By Ashley Taylor
A consultants claim that Assembly Square can be developed without adding any extra police or city services to the area was met with disbelief by one alderman last week.
“I can’t even begin to believe that we wouldn’t need one more firefighter?” Ward Six Alderman Rebekah Gewirtz commented after Paik’s presentation. “We wouldn’t need one more police officer?”
Richard Paik, of the Salem consulting firm, W-ZHA, presented his firm’s analysis of the municipal impacts brought on by developments in Assembly Square. The consultants concluded that the city could serve the new residential and retail developments without hiring any new school, fire, or police staff.
Gewirtz responded by saying, “I appreciate and thank you for your presentation. I am going to ask that you either just put this away and start over or that we get a different contractor to give us a second opinion. It’s sort of like when it looks cloudy outside and someone tells you, ‘But it’s a bright sunny day.’ You’d say, ‘Well, I really want a second opinion; it really doesn’t match up.’”
The meeting included discussion on Mayor Joe Curtatone’s request that the city post a $25-million bond to fund Assembly Square development that will use District Improvement Financing (DIF). Yet perhaps the agenda item that received the most attention was not the DIF bond but the rosy report on the project’s municipal impact.
W-ZHA concluded that the project would incur $37,500 in municipal expenses in its first full year of stabilized operations, or 2014. According to Planning Department Director Monica Lamboy, 2014 would be the first year of occupancy for the DIF’s three buildings, which include 400 new housing units.
Paik compared the city taking on the Assembly Row development to a factory. “If the factory receives an order for 100,000 microphones a year and they get an order for 20,000 more microphones, wow, they need a new factory, they need new people, they need new equipment. The marginal expenses of that order may exceed the revenue generated. But if that factory is, like most factories, not operating at 100% capacity, but their machines are handling everything—how many computers use all their memory—and their people have a little bit of cushion and they get an order for say, 10,000 microphones. That’s basically pure profit.”
According to Paik, police and fire departments reported that they would not need to hire additional staff to serve Assembly Square. Paik described those departments as operating below full capacity and as being able to do more with existing resources.
Maryann Heuston, Ward 2 Alderman and Chair of the Finance Committee, responded to that characterization by saying, “I don’t know if you factored in that you’re really stuck with a deficit in this City…We hear continually that there are not enough people to do X, Y, and Z, enough vehicles to do X, Y, and Z. I think we’re barely making the mark there.”
She questioned Paik’s methods—asking department heads if they would need to hire more staff to accommodate developments at Assembly Square—because she doubted that department heads would admit to inadequacy, to being unable to meet the city’s demands, for any reason.
“I don’t think there’s one department head in this City—and I know you were trying to be respectful—who would put something out on the line there, who would be so bold as to say, ‘You know what, we can’t do it with what we’ve got here, already we can’t handle the load, I could use ten more people,’” Heuston said.
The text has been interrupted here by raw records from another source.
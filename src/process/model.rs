//! 进程状态机
//!
//! 一个仿真作业：交替的 CPU / I/O 突发序列，加上累积的统计量。

use crate::sim::SimTime;
use serde::{Deserialize, Serialize};

/// 进程状态
#[derive(Debug, Clone, Copy, PartialEq, Eq, Hash, Serialize, Deserialize)]
#[serde(rename_all = "snake_case")]
pub enum ProcessState {
    New,
    Ready,
    Running,
    Blocked,
    Terminated,
}

impl ProcessState {
    /// 状态机中是否存在 `self -> next` 这条边
    pub fn can_transition_to(self, next: ProcessState) -> bool {
        use ProcessState::*;
        matches!(
            (self, next),
            (New, Ready)
                | (Ready, Running)
                | (Running, Ready)
                | (Running, Blocked)
                | (Running, Terminated)
                | (Blocked, Ready)
        )
    }

    pub fn as_str(self) -> &'static str {
        match self {
            ProcessState::New => "new",
            ProcessState::Ready => "ready",
            ProcessState::Running => "running",
            ProcessState::Blocked => "blocked",
            ProcessState::Terminated => "terminated",
        }
    }
}

impl std::fmt::Display for ProcessState {
    fn fmt(&self, f: &mut std::fmt::Formatter<'_>) -> std::fmt::Result {
        f.write_str(self.as_str())
    }
}

/// 一次 CPU 分配：从 `start` 开始，最多运行 `len` 个时间单位。
#[derive(Debug, Clone, Copy, PartialEq, Eq)]
pub struct CpuGrant {
    pub seq: u64,
    pub start: SimTime,
    pub len: u64,
}

impl CpuGrant {
    pub fn end(&self) -> SimTime {
        self.start.after(self.len)
    }

    /// 到 `now` 为止已经用掉的时间
    pub fn consumed_at(&self, now: SimTime) -> u64 {
        now.since(self.start).min(self.len)
    }
}

#[derive(Debug, Clone)]
pub struct Process {
    id: u32,
    arrival: SimTime,
    cpu_bursts: Vec<u64>,
    io_bursts: Vec<u64>,
    /// 偶数为 CPU 突发，奇数为 I/O 突发
    burst_index: usize,
    remaining: u64,
    state: ProcessState,

    start_time: Option<SimTime>,
    finish_time: Option<SimTime>,
    service_time: u64,
    io_time: u64,
    wait_time: u64,
    ready_since: Option<SimTime>,

    grant: Option<CpuGrant>,
    grants_issued: u64,
}

impl Process {
    /// 创建一个 NEW 状态的进程。
    ///
    /// 约定 `io_bursts.len() + 1 == cpu_bursts.len()`（由 workload 校验保证）。
    pub fn new(id: u32, arrival: SimTime, cpu_bursts: Vec<u64>, io_bursts: Vec<u64>) -> Self {
        let remaining = cpu_bursts.first().copied().unwrap_or(0);
        Self {
            id,
            arrival,
            cpu_bursts,
            io_bursts,
            burst_index: 0,
            remaining,
            state: ProcessState::New,
            start_time: None,
            finish_time: None,
            service_time: 0,
            io_time: 0,
            wait_time: 0,
            ready_since: None,
            grant: None,
            grants_issued: 0,
        }
    }

    pub fn id(&self) -> u32 {
        self.id
    }

    pub fn arrival_time(&self) -> SimTime {
        self.arrival
    }

    pub fn state(&self) -> ProcessState {
        self.state
    }

    pub fn cpu_bursts(&self) -> &[u64] {
        &self.cpu_bursts
    }

    pub fn io_bursts(&self) -> &[u64] {
        &self.io_bursts
    }

    pub fn burst_index(&self) -> usize {
        self.burst_index
    }

    pub fn is_io_burst(&self) -> bool {
        self.burst_index % 2 == 1
    }

    fn current_sequence(&self) -> &[u64] {
        if self.is_io_burst() {
            &self.io_bursts
        } else {
            &self.cpu_bursts
        }
    }

    /// 当前下标是否仍指向对应序列中的一个有效突发
    pub fn has_more_bursts(&self) -> bool {
        self.burst_index / 2 < self.current_sequence().len()
    }

    /// 当前 CPU 突发的总长度；处于 I/O 突发时为 0
    pub fn current_cpu_burst(&self) -> u64 {
        if self.is_io_burst() {
            return 0;
        }
        self.cpu_bursts
            .get(self.burst_index / 2)
            .copied()
            .unwrap_or(0)
    }

    pub fn remaining_in_burst(&self) -> u64 {
        self.remaining
    }

    /// `now` 时刻的实际剩余时间：计数器加上当前 CPU 分配中尚未用掉的部分。
    pub fn remaining_at(&self, now: SimTime) -> u64 {
        match self.grant {
            Some(g) => self
                .remaining
                .saturating_add(g.len - g.consumed_at(now)),
            None => self.remaining,
        }
    }

    /// 减少当前突发的剩余时间（截断到 0）。不计入任何统计量。
    pub fn decrement_remaining_time(&mut self, delta: u64) {
        self.remaining = self.remaining.saturating_sub(delta);
    }

    /// 进入下一个突发，并从对应序列装载剩余时间；序列耗尽时置 0。
    pub fn move_to_next_burst(&mut self) {
        self.burst_index += 1;
        self.remaining = self
            .current_sequence()
            .get(self.burst_index / 2)
            .copied()
            .unwrap_or(0);
    }

    /// 状态迁移。`now` 用于等待时间记账。
    ///
    /// # Panics
    ///
    /// 迁移不在状态机中时 panic。
    pub fn set_state(&mut self, next: ProcessState, now: SimTime) {
        assert!(
            self.state.can_transition_to(next),
            "process {}: illegal transition {} -> {}",
            self.id,
            self.state,
            next
        );
        if let Some(since) = self.ready_since.take() {
            self.wait_time = self.wait_time.saturating_add(now.since(since));
        }
        if next == ProcessState::Ready {
            self.ready_since = Some(now);
        }
        self.state = next;
    }

    /// 为当前 CPU 突发分配 `len` 个时间单位，并立即从剩余时间中扣除。
    pub fn grant_cpu(&mut self, now: SimTime, len: u64) -> CpuGrant {
        debug_assert_eq!(self.state, ProcessState::Running);
        self.grants_issued += 1;
        let grant = CpuGrant {
            seq: self.grants_issued,
            start: now,
            len,
        };
        self.decrement_remaining_time(len);
        self.grant = Some(grant);
        grant
    }

    pub fn grant(&self) -> Option<CpuGrant> {
        self.grant
    }

    /// 收回当前 CPU 分配；未用完的部分退回剩余时间。返回实际用掉的时间。
    pub fn revoke_grant(&mut self, now: SimTime) -> u64 {
        let Some(g) = self.grant.take() else {
            return 0;
        };
        let used = g.consumed_at(now);
        self.remaining = self.remaining.saturating_add(g.len - used);
        used
    }

    /// 仅首次调用生效
    pub fn set_start_time(&mut self, at: SimTime) {
        if self.start_time.is_none() {
            self.start_time = Some(at);
        }
    }

    pub fn set_finish_time(&mut self, at: SimTime) {
        self.finish_time = Some(at);
    }

    pub fn add_service_time(&mut self, units: u64) {
        self.service_time = self.service_time.saturating_add(units);
    }

    pub fn add_io_time(&mut self, units: u64) {
        self.io_time = self.io_time.saturating_add(units);
    }

    pub fn start_time(&self) -> Option<SimTime> {
        self.start_time
    }

    pub fn finish_time(&self) -> Option<SimTime> {
        self.finish_time
    }

    pub fn service_time(&self) -> u64 {
        self.service_time
    }

    pub fn io_time(&self) -> u64 {
        self.io_time
    }

    pub fn wait_time(&self) -> u64 {
        self.wait_time
    }

    pub fn total_cpu_time(&self) -> u64 {
        self.cpu_bursts.iter().sum()
    }

    pub fn total_io_time(&self) -> u64 {
        self.io_bursts.iter().sum()
    }

    /// 周转时间；尚未结束的进程返回 `None`
    pub fn turnaround_time(&self) -> Option<u64> {
        self.finish_time.map(|f| f.since(self.arrival))
    }
}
Paik defended his approach by saying that his analysis considered new demands the development would place on the City, not the City’s current shortfalls. He reiterated what the police and fire departments told him:
“When I talked to police and fire, they said we have people stationed well enough to serve that area, and they have to be there all night and all day, but this is not going to make us have more people at the station.”
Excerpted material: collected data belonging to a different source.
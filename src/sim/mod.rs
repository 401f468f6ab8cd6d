//! 仿真核心模块
//!
//! 此模块包含事件驱动仿真的核心组件：仿真时间、事件、事件队列与仿真器。

// 子模块声明
mod event;
mod event_queue;
mod run;
mod simulator;
mod time;

// 重新导出公共接口
pub use event::{Event, EventType};
pub use event_queue::{EventQueue, event_order};
pub use run::{RunReport, run_policy};
pub use simulator::{Simulator, Transition};
pub use time::SimTime;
The consultant drew a similar conclusion about the school system determined that the school system. W-ZHA’s report predicted the Somerville Public Schools could absorb the additional 44 students that the Assembly Square development is predicted to add to the system without hiring any new staff. The consultant predicted that additional school costs ($15,500) would result only from additional supplies.
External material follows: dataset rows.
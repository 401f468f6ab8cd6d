//! 统计信息
//!
//! 一次仿真运行的累积量与逐进程快照，以及文本报告格式。

use crate::process::{Process, ProcessState};
use serde::Serialize;
use std::fmt::Write as _;

/// 单个进程的只读快照
#[derive(Debug, Clone, PartialEq, Eq, Serialize)]
pub struct ProcessReport {
    pub id: u32,
    pub state: ProcessState,
    pub arrival_time: u64,
    pub start_time: Option<u64>,
    pub service_time: u64,
    pub io_time: u64,
    pub wait_time: u64,
    /// 未结束的进程为 `None`
    pub turnaround_time: Option<u64>,
    pub finish_time: Option<u64>,
}

impl From<&Process> for ProcessReport {
    fn from(p: &Process) -> Self {
        Self {
            id: p.id(),
            state: p.state(),
            arrival_time: p.arrival_time().0,
            start_time: p.start_time().map(|t| t.0),
            service_time: p.service_time(),
            io_time: p.io_time(),
            wait_time: p.wait_time(),
            turnaround_time: p.turnaround_time(),
            finish_time: p.finish_time().map(|t| t.0),
        }
    }
}

/// 仿真统计
#[derive(Debug, Clone, Default, PartialEq, Eq, Serialize)]
pub struct Statistics {
    pub total_time: u64,
    pub cpu_busy_time: u64,
    pub process_switch_time: u64,
    pub processes: Vec<ProcessReport>,
}

impl Statistics {
    pub fn set_total_time(&mut self, t: u64) {
        self.total_time = t;
    }

    pub fn add_cpu_busy_time(&mut self, units: u64) {
        self.cpu_busy_time = self.cpu_busy_time.saturating_add(units);
    }

    pub fn add_process_switch_time(&mut self, units: u64) {
        self.process_switch_time = self.process_switch_time.saturating_add(units);
    }

    pub fn record_processes<'a>(&mut self, procs: impl IntoIterator<Item = &'a Process>) {
        self.processes = procs.into_iter().map(ProcessReport::from).collect();
    }

    /// CPU 利用率（百分比，四舍五入）；`total_time == 0` 时为 0。
    pub fn cpu_utilization(&self) -> u64 {
        if self.total_time == 0 {
            return 0;
        }
        debug_assert!(
            self.cpu_busy_time <= self.total_time,
            "cpu busy time {} exceeds total time {}",
            self.cpu_busy_time,
            self.total_time
        );
        let pct = self.cpu_busy_time as f64 / self.total_time as f64 * 100.0;
        pct.round() as u64
    }

    /// 默认报告：总时间与 CPU 利用率
    pub fn render_default(&self, name: &str) -> String {
        format!(
            "{name}:\nTotal Time required is {} time units\nCPU Utilization is {}%\n",
            self.total_time,
            self.cpu_utilization()
        )
    }

    /// 详细报告：额外列出每个进程的时间信息
    pub fn render_detailed(&self, name: &str) -> String {
        let mut out = format!(
            "{name}:\nTotal Time required is {} units\nCPU Utilization is {}%\n",
            self.total_time,
            self.cpu_utilization()
        );
        for p in &self.processes {
            // 未结束的进程用 -1 占位
            let turnaround = p.turnaround_time.map_or(-1, |t| t as i64);
            let finish = p.finish_time.map_or(-1, |t| t as i64);
            let _ = writeln!(
                out,
                "Process {}: arrival time: {} service time: {} units I/O time: {} units turnaround time: {} units finish time: {} units",
                p.id, p.arrival_time, p.service_time, p.io_time, turnaround, finish
            );
        }
        out
    }
}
When Chairman Heuston opened the meeting to comments by the public, School Superintendent Tony Pierantozzi corroborated what the consultant had said about the school’s projected expenses but added that the predictions are very difficult to make.
“We could absorb, in fact, as the consultant suggests, with the exception of something in the $15,000 range, as he projected. Now if they were all high school students, the number would actually be $23,000; if all of them were elementary students, it would actually be about 12; but the additional one profoundly disabled special education student, which you can’t predict, the addition of all advanced placement college credit students, which you can’t predict, would throw that number off. So it’s not the fact that we don’t want to give more numbers that take things into consideration; from the education point of view, it’s unpredictable,” Pierantozzi said.
The Finance Committee will next meet on April 6 and again April 13 to further discuss these matters. The April 13 meeting will be another public hearing on the Mayor’s request to post a bond for the DIF.